歌舞伎町のクロガネーゼ

バストロンボーン奏者の黒金寛行さんが4月からベルリンに留学されてしまい、奥様のファゴット奏者の垣内紀子さんも一緒に行かれるというので、その前に一度美味しいモノでも食べに行こうと前々から約束しておりまして、ボクの必殺技(と言っても外囿さんのウケウリ)である新宿は歌舞伎町の老舗スペイン料理屋「カサベリヤ」で舌鼓をポンポコ打って参りました。

出る料理がイチイチ美味過ぎて説明するのも面倒なので、この部分はemixの日記を読んで頂くとしましょう。それよりボクは、職業も出身も学校も全く違う才能溢れる若い二人の友人と、こうして食事をしながら色んな話が出来るファンタスティックな時間への感謝を、ここに綴っておこうと思います。
今となってはボクと縁深いお二人ですが、きっかけは本当に些細なきっかけでした。黒金さんとのお付き合いはKOSEIレーベルからリリースされた4 Bone Linesというトロンボーン・カルテットのアルバムデザインをボクが担当させて頂いた折に彼がメンバーとして参加していたことに始まります。
当時の黒金さんは多くの音楽コンクールを制した実力者であったものの、まだ東京藝術大学を卒業するだかしないだかの頃でNHK交響楽団のアカデミー生だったと思います。他のメンバーである村田陽一さん、古賀慎治さん、池上亘さんの後ろの方で大人しくニコニコしていたのでした。
またその頃、ボクはユーフォニアム奏者の坂上知佳子さんのリサイタルのデザインをお手伝いさせて頂いており(彼女とも不思議な縁で、まだ彼女が音大一年生の頃に外囿さんのお弟子さんとして偶然紹介され、その後も外囿さんのアシスタントとして何度か顔をあわせていた)、彼女から「大の仲良しである先輩のカレシが黒金さんで、ワタシも仲良くさせて頂いている」という話をよく伺ってましたので、黒金さんには何ともいえない親近感を持っていました。
そういう訳で黒金さんに「リサイタルとかする時は声掛けて下さいねー」とラブコールを送っておりましたら数年後に実現しまして、色々と相談させていただきながら仕事を進めるうちにさらに親しくなっていきましたし、その後も彼の目覚ましい活躍を我が事のように嬉しく思いました。
そして暫くして昨年、彼から「今度結婚することになりまして、その妻となる人の名刺を作って欲しいんです」という相談を頂き、本人とお会いすることになったのですが、その方こそ坂上さんが「大の仲良し」と言っていた先輩である垣内さんだったのです。もうね、彼女も他人とは思えなくて。
で、結婚披露宴のときには何か作らん訳にはいかんだろと思い、出来上がったのが雑誌風二人のプロフィール・パンフレット「Basso Japon」です。

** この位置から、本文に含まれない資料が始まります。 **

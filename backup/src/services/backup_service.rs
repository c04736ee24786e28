// File: backup/src/services/backup_service.rs
use chrono::{DateTime, Utc};
use futures::future::BoxFuture;
use serde::{Deserialize, Serialize};
use serde_json::json;
use std::collections::HashMap;
use std::sync::Arc;
use tracing::{info, instrument, warn};

use crate::archive::ArchiveBuilder;
use crate::artifact::{self, BackupArtifact, BackupOrigin, BackupScope};
use crate::config::Config;
use crate::constants::audit;
use crate::database::{AuditRecord, AuditSink, Database, SettingsStore};
use crate::errors::{BackupError, BackupResult};
use crate::fsutil::{remove_if_exists, sync_parent_dir};
use crate::layout::StoreLayout;
use crate::restore::{RestoreCoordinator, RestoreMarker, RestoreTicket};
use crate::retention::RetentionManager;
use crate::scheduler::{AutoBackupConfig, BackupScheduler, SchedulerState, SchedulerStats, TickJob};
use crate::snapshot::SnapshotEngine;

/// Aggregate view of the backup directory
#[derive(Debug, Clone, Serialize, Deserialize)]
pub struct BackupStats {
    pub total_backups: usize,
    pub total_size_bytes: u64,
    pub by_kind: HashMap<String, usize>,
    pub oldest_backup: Option<DateTime<Utc>>,
    pub newest_backup: Option<DateTime<Utc>>,
    pub restore_pending: bool,
    pub scheduler_state: SchedulerState,
    pub scheduler: SchedulerStats,
}

/// Caller-facing surface of the backup subsystem
pub struct BackupService {
    layout: StoreLayout,
    archive_builder: ArchiveBuilder,
    retention: RetentionManager,
    restore: RestoreCoordinator,
    scheduler: BackupScheduler,
    settings: Arc<dyn SettingsStore>,
    audit: Arc<dyn AuditSink>,
    defaults: AutoBackupConfig,
}

impl BackupService {
    /// Wire the service against `database` for snapshots, settings and audit
    pub fn new(config: &Config, database: Arc<Database>) -> Self {
        let settings: Arc<dyn SettingsStore> = database.clone();
        let audit: Arc<dyn AuditSink> = database.clone();
        Self::with_collaborators(config, database, settings, audit)
    }

    /// Like `new`, with settings and audit supplied separately
    pub fn with_collaborators(
        config: &Config,
        database: Arc<Database>,
        settings: Arc<dyn SettingsStore>,
        audit: Arc<dyn AuditSink>,
    ) -> Self {
        let layout = config.layout();
        let snapshot_engine = SnapshotEngine::new(database);
        let archive_builder = ArchiveBuilder::new(
            snapshot_engine.clone(),
            layout.clone(),
            config.auxiliary_sources.clone(),
        );
        let retention = RetentionManager::new(layout.backup_dir());
        let restore = RestoreCoordinator::new(layout.clone(), snapshot_engine);
        let scheduler = BackupScheduler::new(scheduled_backup_job(
            archive_builder.clone(),
            retention.clone(),
            audit.clone(),
        ));

        Self {
            layout,
            archive_builder,
            retention,
            restore,
            scheduler,
            settings,
            audit,
            defaults: AutoBackupConfig::from(&config.auto_backup),
        }
    }

    pub fn layout(&self) -> &StoreLayout {
        &self.layout
    }

    /// Produce a manual container of the given scope
    #[instrument(skip(self))]
    pub async fn create_backup(&self, scope: BackupScope) -> BackupResult<BackupArtifact> {
        info!("Creating manual {} backup", scope);
        let artifact = self
            .archive_builder
            .build_next(BackupOrigin::Manual, scope)
            .await?;

        record(
            self.audit.as_ref(),
            audit::ACTION_MANUAL_BACKUP,
            json!({
                "artifact": artifact.name,
                "scope": scope,
                "size_bytes": artifact.size_bytes,
            }),
        )
        .await;

        Ok(artifact)
    }

    pub async fn list_backups(&self) -> BackupResult<Vec<BackupArtifact>> {
        artifact::list_artifacts(self.layout.backup_dir()).await
    }

    #[instrument(skip(self))]
    pub async fn delete_backup(&self, name: &str) -> BackupResult<()> {
        artifact::validate_artifact_name(name)?;

        let path = self.layout.artifact_path(name);
        let is_file = tokio::fs::metadata(&path)
            .await
            .map(|metadata| metadata.is_file())
            .unwrap_or(false);
        if !is_file {
            return Err(BackupError::artifact_not_found(name));
        }

        remove_if_exists(&path).await?;
        sync_parent_dir(&path).await;
        info!("✓ Deleted backup {}", name);

        record(
            self.audit.as_ref(),
            audit::ACTION_DELETE_BACKUP,
            json!({ "artifact": name }),
        )
        .await;
        Ok(())
    }

    /// Stage a restore from `name`; it takes effect at the next restart
    #[instrument(skip(self))]
    pub async fn restore_from_backup(&self, name: &str) -> BackupResult<RestoreTicket> {
        let ticket = self.restore.restore(name).await?;

        record(
            self.audit.as_ref(),
            audit::ACTION_RESTORE_STAGED,
            json!({
                "artifact": ticket.artifact_name,
                "safety_backup": ticket.safety_backup,
            }),
        )
        .await;

        Ok(ticket)
    }

    pub async fn pending_restore(&self) -> BackupResult<Option<RestoreMarker>> {
        self.restore.pending().await
    }

    pub async fn cancel_pending_restore(&self) -> BackupResult<RestoreMarker> {
        let marker = self.restore.cancel().await?;
        record(
            self.audit.as_ref(),
            audit::ACTION_RESTORE_CANCELLED,
            json!({ "artifact": marker.original_artifact_name }),
        )
        .await;
        Ok(marker)
    }

    pub async fn get_auto_backup_config(&self) -> BackupResult<AutoBackupConfig> {
        AutoBackupConfig::load(self.settings.as_ref(), &self.defaults).await
    }

    /// Persist `config` and reschedule; a disabled config stops the timer
    #[instrument(skip(self))]
    pub async fn set_auto_backup_config(&self, config: AutoBackupConfig) -> BackupResult<()> {
        config.validate()?;
        config.save(self.settings.as_ref()).await?;
        self.scheduler.start(config)?;

        record(
            self.audit.as_ref(),
            audit::ACTION_AUTO_BACKUP_CONFIG,
            json!(config),
        )
        .await;
        Ok(())
    }

    /// Run one scheduled-style backup immediately.
    ///
    /// Shares the scheduler's slot: fails with `Conflict` while a tick runs.
    #[instrument(skip(self))]
    pub async fn trigger_backup_now(&self) -> BackupResult<BackupArtifact> {
        let _permit = self
            .scheduler
            .try_acquire_slot()
            .ok_or_else(|| BackupError::conflict("a backup is already running"))?;

        let config = self.get_auto_backup_config().await?;
        run_backup(
            &self.archive_builder,
            &self.retention,
            self.audit.as_ref(),
            BackupOrigin::Manual,
            config,
        )
        .await
    }

    /// Start the scheduler from the persisted settings
    pub async fn start_auto_backup_from_settings(&self) -> BackupResult<AutoBackupConfig> {
        let config = self.get_auto_backup_config().await?;
        self.scheduler.start(config)?;
        Ok(config)
    }

    pub fn scheduler(&self) -> &BackupScheduler {
        &self.scheduler
    }

    pub fn scheduler_state(&self) -> SchedulerState {
        self.scheduler.state()
    }

    pub fn stop_scheduler(&self) {
        self.scheduler.stop();
    }

    pub async fn get_backup_stats(&self) -> BackupResult<BackupStats> {
        let artifacts = self.list_backups().await?;

        let mut by_kind = HashMap::new();
        for artifact in &artifacts {
            *by_kind.entry(artifact.kind.to_string()).or_insert(0) += 1;
        }

        Ok(BackupStats {
            total_backups: artifacts.len(),
            total_size_bytes: artifacts.iter().map(|a| a.size_bytes).sum(),
            by_kind,
            oldest_backup: artifacts.iter().map(|a| a.created_at).min(),
            newest_backup: artifacts.iter().map(|a| a.created_at).max(),
            restore_pending: self.pending_restore().await?.is_some(),
            scheduler_state: self.scheduler.state(),
            scheduler: self.scheduler.stats(),
        })
    }
}

/// The per-tick job: container, then retention, then audit
fn scheduled_backup_job(
    builder: ArchiveBuilder,
    retention: RetentionManager,
    audit: Arc<dyn AuditSink>,
) -> TickJob {
    Arc::new(move |config| -> BoxFuture<'static, anyhow::Result<()>> {
        let builder = builder.clone();
        let retention = retention.clone();
        let audit = audit.clone();
        Box::pin(async move {
            run_backup(
                &builder,
                &retention,
                audit.as_ref(),
                BackupOrigin::Scheduled,
                config,
            )
            .await
            .map(|_| ())
            .map_err(anyhow::Error::from)
        })
    })
}

async fn run_backup(
    builder: &ArchiveBuilder,
    retention: &RetentionManager,
    audit: &dyn AuditSink,
    origin: BackupOrigin,
    config: AutoBackupConfig,
) -> BackupResult<BackupArtifact> {
    let artifact = builder.build_next(origin, config.scope).await?;

    let action = match origin {
        BackupOrigin::Manual => audit::ACTION_MANUAL_BACKUP,
        BackupOrigin::Scheduled => audit::ACTION_SCHEDULED_BACKUP,
    };
    record(
        audit,
        action,
        json!({
            "artifact": artifact.name,
            "scope": config.scope,
            "size_bytes": artifact.size_bytes,
        }),
    )
    .await;

    if config.retention_cap > 0 {
        match retention.enforce(i64::from(config.retention_cap)).await {
            Ok(report) => {
                record(
                    audit,
                    audit::ACTION_RETENTION_SWEEP,
                    json!({
                        "retention_cap": config.retention_cap,
                        "deleted": report.deleted,
                        "failed": report.failed,
                    }),
                )
                .await;
            }
            Err(e) => warn!("Retention sweep failed: {}", e),
        }
    }

    Ok(artifact)
}

/// Append an audit entry; a failing sink never fails the operation
async fn record(sink: &dyn AuditSink, action: &str, details: serde_json::Value) {
    let entry = AuditRecord::new(action, audit::ENTITY_BACKUP, details);
    if let Err(e) = sink.append(entry).await {
        warn!("Failed to record audit entry {}: {}", action, e);
    }
}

何だかこの冊子、クラシック業界を騒然とさせたらしく(笑)、中には本当にお二人の結婚が雑誌に取材されたと勘違いされた方もいらっしゃったり、披露宴に出席されてない方から今でも「欲しい」というリクエストがあるのだそうです。いやぁ、デザイナー冥利というか、友人冥利に尽きます。シテヤッタリ!
本日の会話の中でも「好評なので第二号は年賀状ついでに《ベルリン便り》として出したいですっ」という話となり、じゃぁ次の打ち合わせはベルリンのビアホールでということになりました(なので名目上は出張取材)。いや、冗談抜きで行きたいです。
出会いというのはひとつひとつが奇跡だと思っています。そしてその多くは自分というより支えてもらっている多くの友人知人の力添えで成り立っています。これからも新鮮かつ感謝の気持ちを持って日々を過ごしていこうと思います。